Juru bicara Persik Nur Muhyar mengatakan upaya manajemen untuk bisa mandiri dan lepas dari APBD sebenarnya terus dilakukan. Hanya saja upaya tersebut justru semakin sulit seiring merosotnya prestasi kesebelasan ini ke Divisi Utama. “Semakin sulit mencari sponsor,” kata Nur Muhyar kepada Tempo, Senin (10/1).

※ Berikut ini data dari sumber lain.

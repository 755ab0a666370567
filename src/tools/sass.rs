//! Style-sheet compiler subprocess client

use crate::core::asset::SourceFile;
use crate::core::config::{CompilerConfig, OutputStyle};
use crate::tools::{ToolError, Transformer};
use async_trait::async_trait;
use std::path::PathBuf;
use std::time::Duration;
use tokio::process::Command;
use tokio::time::timeout;
use tracing::{debug, warn};

/// Client for the external style-sheet compiler
#[derive(Debug, Clone)]
pub struct SassCli {
    /// Compiler command (e.g., "sass", "/usr/local/bin/sass")
    command: String,

    /// Import resolution paths
    load_paths: Vec<PathBuf>,

    output_style: OutputStyle,

    /// Embed the source map in the emitted content so it survives the
    /// post-processing chain
    source_maps: bool,

    timeout_secs: u64,
}

impl SassCli {
    pub fn new(config: &CompilerConfig, output_style: OutputStyle, source_maps: bool) -> Self {
        Self {
            command: config.command.clone(),
            load_paths: config.load_paths.clone(),
            output_style,
            source_maps,
            timeout_secs: config.timeout_secs,
        }
    }

}

#[async_trait]
impl Transformer for SassCli {
    /// Compile one source file by spawning the configured compiler.
    ///
    /// Stdout is the compiled content. A non-zero exit carries the
    /// compiler's stderr (the tool's own diagnostic is the error surface).
    async fn transform(&self, source: &SourceFile) -> Result<String, ToolError> {
        debug!("compiling {}", source.path.display());

        let mut command = Command::new(&self.command);
        for load_path in &self.load_paths {
            command.arg("--load-path").arg(load_path);
        }
        command.arg("--style").arg(self.output_style.as_flag());
        if self.source_maps {
            command.arg("--embed-source-map");
        } else {
            command.arg("--no-source-map");
        }
        command.arg(&source.path);

        let result = timeout(
            Duration::from_secs(self.timeout_secs),
            command.kill_on_drop(true).output(),
        )
        .await
        .map_err(|_| ToolError::Timeout {
            tool: self.command.clone(),
            seconds: self.timeout_secs,
        })?;

        let output = result.map_err(|e| ToolError::Spawn {
            tool: self.command.clone(),
            message: e.to_string(),
        })?;

        if !output.status.success() {
            let stderr = String::from_utf8_lossy(&output.stderr);
            let code = output.status.code().unwrap_or(-1);
            warn!(
                "{} exited with code {} for {}",
                self.command,
                code,
                source.path.display()
            );
            return Err(ToolError::NonZeroExit {
                tool: self.command.clone(),
                code,
                stderr: stderr.trim().to_string(),
            });
        }

        let content = String::from_utf8(output.stdout).map_err(|e| ToolError::Decode {
            tool: self.command.clone(),
            message: e.to_string(),
        })?;

        debug!(
            "{} produced {} bytes for {}",
            self.command,
            content.len(),
            source.path.display()
        );

        Ok(content)
    }
}

#[cfg(test)]
mod tests {
    use super::*;

    fn source(path: &str) -> SourceFile {
        SourceFile {
            path: PathBuf::from(path),
            rel: PathBuf::from(path),
        }
    }

    #[tokio::test]
    async fn test_spawn_error_for_missing_binary() {
        let config = CompilerConfig {
            command: "nonexistent-sass-binary".to_string(),
            load_paths: vec![],
            timeout_secs: 5,
        };
        let client = SassCli::new(&config, OutputStyle::Expanded, false);

        let result = client.transform(&source("main.scss")).await;
        assert!(matches!(result, Err(ToolError::Spawn { .. })));
    }

    #[tokio::test]
    #[ignore] // Requires a sass compiler on PATH
    async fn test_compile_with_real_compiler() {
        let dir = tempfile::tempdir().unwrap();
        let path = dir.path().join("main.scss");
        std::fs::write(&path, "$c: red;\nbody { color: $c; }\n").unwrap();

        let config = CompilerConfig::default();
        let client = SassCli::new(&config, OutputStyle::Expanded, false);
        let css = client
            .transform(&SourceFile {
                path,
                rel: PathBuf::from("main.scss"),
            })
            .await
            .unwrap();

        assert!(css.contains("color: red"));
    }
}
//! User-facing notifications
//!
//! Stage failures are surfaced to the user through a notifier in addition to
//! the log, so a watch session running in a background terminal still gets a
//! visible report. The seam exists so embedders (and tests) can capture
//! notifications instead of printing them.

use crate::cli::output::{style, CHECK, CROSS};

/// User-facing reporting seam
pub trait Notifier: Send + Sync {
    fn error(&self, title: &str, message: &str);
    fn success(&self, title: &str, message: &str);
}

/// Renders notifications on the console
pub struct ConsoleNotifier;

impl Notifier for ConsoleNotifier {
    fn error(&self, title: &str, message: &str) {
        eprintln!("{} {} {}", CROSS, style(title).red().bold(), message);
    }

    fn success(&self, title: &str, message: &str) {
        println!("{} {} {}", CHECK, style(title).green().bold(), message);
    }
}

/// Discards notifications (embedders that only consume typed outcomes)
pub struct NullNotifier;

impl Notifier for NullNotifier {
    fn error(&self, _title: &str, _message: &str) {}
    fn success(&self, _title: &str, _message: &str) {}
}
//! Pipeline operations
//!
//! One module per named operation. Each is constructed by the pipeline with
//! the collaborators it needs and returns a typed outcome; none of them
//! terminates the process.

pub mod clean;
pub mod compile;
pub mod docs;
pub mod validate;

pub use clean::CleanOperation;
pub use compile::CompileOperation;
pub use docs::DocsOperation;
pub use validate::ValidateOperation;

/// Catalog entry for external task-runner integration
#[derive(Debug, Clone, Copy, PartialEq, Eq, serde::Serialize)]
pub struct OperationInfo {
    pub name: &'static str,
    pub display_name: &'static str,
    pub description: &'static str,
}

pub const COMPILE: OperationInfo = OperationInfo {
    name: "compile",
    display_name: "Compile",
    description: "Compile sources and run them through the post-processing chain",
};

pub const CLEAN: OperationInfo = OperationInfo {
    name: "clean",
    display_name: "Clean",
    description: "Delete previously generated artifacts",
};

pub const VALIDATE: OperationInfo = OperationInfo {
    name: "validate",
    display_name: "Validate",
    description: "Lint sources changed since the last validation pass",
};

pub const DOCS: OperationInfo = OperationInfo {
    name: "docs",
    display_name: "Docs",
    description: "Generate style documentation",
};

pub const WATCH: OperationInfo = OperationInfo {
    name: "watch",
    display_name: "Watch",
    description: "Re-run bound operations on source changes",
};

Sejak dikelola secara profesional oleh mantan Wali Kota Kediri HA Maschut bersama menantunya Iwan Boedianto tahun 2002 silam, Persik terus mengandalkan APBD sebagai satu-satunya sumber dana. Bahkan meski sempat didukung perusahaan rokok PT Gudang Garam yang bermarkas di Kediri hingga miliaran rupiah, klub tersebut terus menerus menyusu pada keuangan daerah.

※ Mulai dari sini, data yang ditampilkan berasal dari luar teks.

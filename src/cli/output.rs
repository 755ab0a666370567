//! CLI output formatting

use crate::core::outcome::{Failure, RunOutcome};
use console::Emoji;
use indicatif::{ProgressBar, ProgressStyle};
use std::time::Duration;

// Re-export style
pub use console::style;

// Emojis for output
pub static CHECK: Emoji<'_, '_> = Emoji("✅ ", "✓ ");
pub static CROSS: Emoji<'_, '_> = Emoji("❌ ", "✗ ");
pub static SPINNER: Emoji<'_, '_> = Emoji("⏳ ", "~ ");
pub static INFO: Emoji<'_, '_> = Emoji("ℹ️  ", "i ");
pub static WARN: Emoji<'_, '_> = Emoji("⚠️  ", "!");
pub static EYES: Emoji<'_, '_> = Emoji("👀 ", "> ");

/// Spinner shown while a watch session is idle
pub fn create_watch_spinner(message: String) -> ProgressBar {
    let spinner = ProgressBar::new_spinner();
    spinner.set_style(
        ProgressStyle::default_spinner()
            .template("{spinner:.green} {msg}")
            .unwrap(),
    );
    spinner.set_message(message);
    spinner.enable_steady_tick(Duration::from_millis(100));
    spinner
}

/// Format an operation outcome for display
pub fn format_outcome(outcome: &RunOutcome) -> String {
    let duration = outcome
        .finished_at
        .signed_duration_since(outcome.started_at)
        .to_std()
        .unwrap_or_default();

    if outcome.is_success() {
        format!(
            "{} {} {} - {} file(s) in {}",
            CHECK,
            style(outcome.operation).bold(),
            style("completed").green(),
            style(outcome.files).cyan(),
            style(format_duration(duration)).dim()
        )
    } else {
        format!(
            "{} {} {} - {} failure(s)",
            CROSS,
            style(outcome.operation).bold(),
            style("failed").red(),
            style(outcome.failures.len()).red()
        )
    }
}

/// Format a recorded failure for display
pub fn format_failure(failure: &Failure) -> String {
    match &failure.source {
        Some(source) => format!(
            "  {} {}: {}",
            style(format!("[{:?}]", failure.kind)).dim(),
            style(source.display()).cyan(),
            failure.message
        ),
        None => format!(
            "  {} {}",
            style(format!("[{:?}]", failure.kind)).dim(),
            failure.message
        ),
    }
}

/// Format a duration in human terms
pub fn format_duration(duration: Duration) -> String {
    let millis = duration.as_millis();
    if millis < 1000 {
        format!("{}ms", millis)
    } else if millis < 60_000 {
        format!("{:.1}s", duration.as_secs_f64())
    } else {
        let secs = duration.as_secs();
        format!("{}m {}s", secs / 60, secs % 60)
    }
}
//! Pipeline construction
//!
//! A pipeline captures the effective configuration and its collaborators
//! (transformer, linter, doc generator, event sink, notifier) and hands out
//! the named operations. Construction performs no file I/O; it only decides
//! which stages are active and wires the seams.

use crate::core::config::PipelineConfig;
use crate::core::events::{EventSink, NullSink};
use crate::notifier::{ConsoleNotifier, Notifier};
use crate::ops::validate::LintCache;
use crate::ops::{
    CleanOperation, CompileOperation, DocsOperation, OperationInfo, ValidateOperation,
};
use crate::stages::active_chain;
use crate::tools::{DocGenerator, DocsCli, LintCli, Linter, SassCli, Transformer};
use crate::watch::{WatchPlan, WatchSession};
use std::collections::HashMap;
use std::sync::Arc;
use tokio::sync::Mutex;

/// A configured pipeline handing out the named operations
#[derive(Clone)]
pub struct Pipeline {
    config: Arc<PipelineConfig>,
    transformer: Arc<dyn Transformer>,
    linter: Arc<dyn Linter>,
    docgen: Arc<dyn DocGenerator>,
    sink: Arc<dyn EventSink>,
    notifier: Arc<dyn Notifier>,
    lint_cache: LintCache,
}

impl Pipeline {
    /// Build a pipeline with the subprocess-backed default collaborators
    pub fn from_config(config: PipelineConfig) -> Self {
        let transformer = Arc::new(SassCli::new(
            &config.compiler,
            config.output_style,
            config.source_maps,
        ));
        let linter = Arc::new(LintCli::new(&config.lint));
        let docgen = Arc::new(DocsCli::new(&config.docs));

        Self {
            config: Arc::new(config),
            transformer,
            linter,
            docgen,
            sink: Arc::new(NullSink),
            notifier: Arc::new(ConsoleNotifier),
            lint_cache: Arc::new(Mutex::new(HashMap::new())),
        }
    }

    pub fn with_transformer(mut self, transformer: Arc<dyn Transformer>) -> Self {
        self.transformer = transformer;
        self
    }

    pub fn with_linter(mut self, linter: Arc<dyn Linter>) -> Self {
        self.linter = linter;
        self
    }

    pub fn with_doc_generator(mut self, docgen: Arc<dyn DocGenerator>) -> Self {
        self.docgen = docgen;
        self
    }

    /// Subscribe this pipeline instance to completion signals
    pub fn with_event_sink(mut self, sink: Arc<dyn EventSink>) -> Self {
        self.sink = sink;
        self
    }

    pub fn with_notifier(mut self, notifier: Arc<dyn Notifier>) -> Self {
        self.notifier = notifier;
        self
    }

    pub fn config(&self) -> &PipelineConfig {
        &self.config
    }

    /// The operation catalog, for external task-runner integration
    pub fn operations() -> Vec<OperationInfo> {
        vec![
            crate::ops::COMPILE,
            crate::ops::CLEAN,
            crate::ops::VALIDATE,
            crate::ops::DOCS,
            crate::ops::WATCH,
        ]
    }

    pub fn compile(&self) -> CompileOperation {
        CompileOperation::new(
            self.config.clone(),
            self.transformer.clone(),
            active_chain(&self.config),
            self.sink.clone(),
            self.notifier.clone(),
        )
    }

    pub fn clean(&self) -> CleanOperation {
        CleanOperation::new(self.config.clone(), self.sink.clone())
    }

    /// The incremental lint cache is shared across invocations from the
    /// same pipeline, so watch-triggered passes stay incremental.
    pub fn validate(&self) -> ValidateOperation {
        ValidateOperation::new(
            self.config.clone(),
            self.linter.clone(),
            self.lint_cache.clone(),
            self.sink.clone(),
            self.notifier.clone(),
        )
    }

    pub fn docs(&self) -> DocsOperation {
        DocsOperation::new(
            self.config.clone(),
            self.docgen.clone(),
            self.sink.clone(),
            self.notifier.clone(),
        )
    }

    pub fn watch(&self) -> WatchSession {
        WatchSession::new(self.clone(), WatchPlan::resolve(&self.config))
    }
}
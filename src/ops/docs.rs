//! Docs operation
//!
//! Hands the matching sources (minus exclusions) to the external
//! documentation generator. Purely additive; compile output is never
//! touched.

use crate::core::asset::resolve_sources;
use crate::core::config::PipelineConfig;
use crate::core::events::{EventSink, PipelineEvent};
use crate::core::outcome::{Failure, FailureKind, RunOutcome};
use crate::notifier::Notifier;
use crate::tools::DocGenerator;
use globset::{Glob, GlobSet, GlobSetBuilder};
use std::path::PathBuf;
use std::sync::Arc;
use tracing::{info, warn};

pub struct DocsOperation {
    config: Arc<PipelineConfig>,
    generator: Arc<dyn DocGenerator>,
    sink: Arc<dyn EventSink>,
    notifier: Arc<dyn Notifier>,
}

impl DocsOperation {
    pub fn new(
        config: Arc<PipelineConfig>,
        generator: Arc<dyn DocGenerator>,
        sink: Arc<dyn EventSink>,
        notifier: Arc<dyn Notifier>,
    ) -> Self {
        Self {
            config,
            generator,
            sink,
            notifier,
        }
    }

    pub async fn run(&self) -> RunOutcome {
        let mut tracker = RunOutcome::begin("docs");

        if !self.config.docs.enabled {
            info!("docs generation is disabled, skipping");
            return tracker.finish();
        }
        info!("docs run {} starting", tracker.run_id);

        let sources = match resolve_sources(&self.config.src) {
            Ok(sources) => sources,
            Err(err) => {
                tracker.record(Failure::new(FailureKind::Io, None, err.to_string()));
                return tracker.finish();
            }
        };

        let excludes = exclusion_set(&self.config.docs.exclude);
        let paths: Vec<PathBuf> = sources
            .into_iter()
            .filter(|s| !excludes.is_match(&s.rel) && !excludes.is_match(&s.path))
            .map(|s| s.path)
            .collect();

        if paths.is_empty() {
            info!("no sources to document");
            return tracker.finish();
        }

        match self.generator.generate(&paths, &self.config.docs).await {
            Ok(()) => {
                tracker.files_done(paths.len());
                self.sink.publish(PipelineEvent::DocsFinished {
                    dest: self.config.docs.dest.clone(),
                });
            }
            Err(err) => {
                self.notifier.error(
                    &format!("{} docs failed", self.config.name),
                    &err.to_string(),
                );
                tracker.record(Failure::new(FailureKind::Docs, None, err.to_string()));
            }
        }

        let outcome = tracker.finish();
        info!(
            "docs run {} finished: {} source(s), {} failure(s)",
            outcome.run_id,
            outcome.files,
            outcome.failures.len()
        );
        outcome
    }
}

/// Exclusion patterns were validated at configuration time; one that no
/// longer compiles is skipped with a warning rather than failing the run.
fn exclusion_set(patterns: &[String]) -> GlobSet {
    let mut builder = GlobSetBuilder::new();
    for pattern in patterns {
        match Glob::new(pattern) {
            Ok(glob) => {
                builder.add(glob);
            }
            Err(err) => warn!("ignoring docs exclusion '{}': {}", pattern, err),
        }
    }
    builder.build().unwrap_or_else(|err| {
        warn!("docs exclusion set failed to build: {}", err);
        GlobSet::empty()
    })
}

#[cfg(test)]
mod tests {
    use super::*;

    #[test]
    fn test_exclusion_set_matches_rel_paths() {
        let set = exclusion_set(&["**/_*.scss".to_string(), "vendor/**".to_string()]);
        assert!(set.is_match("pages/_draft.scss"));
        assert!(set.is_match("vendor/normalize.scss"));
        assert!(!set.is_match("pages/home.scss"));
    }
}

Penggunaan dana pemerintah ini semakin besar ketika Persik berhasil menjuarai Liga Indonesia pada tahun 2003. Pembelian pemain bintang dengan banderol hingga di atas Rp 1 milyar menjadi alasan utama penggunaan anggaran pemerintah besar-besaran.
Nur Muhyar mengatakan kemandirian Persik untuk lepas dari APBD dalam jangka panjang belum bisa dilakukan. Meski jauh berkurang dari tahun-tahun sebelumnya, alokasi anggaran untuk Persik pada APBD 2011 masih sebesar Rp 7,5 milyar. Dana tersebut jauh lebih besar dari dana KONI yang hanya Rp 2,5 milyar. Padahal organisasi itu harus membiayai seluruh cabang olah raga selain sepak bola.
Keterpurukan Persik ini, menurut Nur Muhyar, semakin menjadi setelah ditinggal pergi oleh Lotto. Perusahaan perlengkapan alat olah raga itu hengkang setelah Persik terjun ke divisi utama pada Liga Indonesia 2009. Sehingga praktis saat ini sandaran klub tersebut pada keuangan daerah.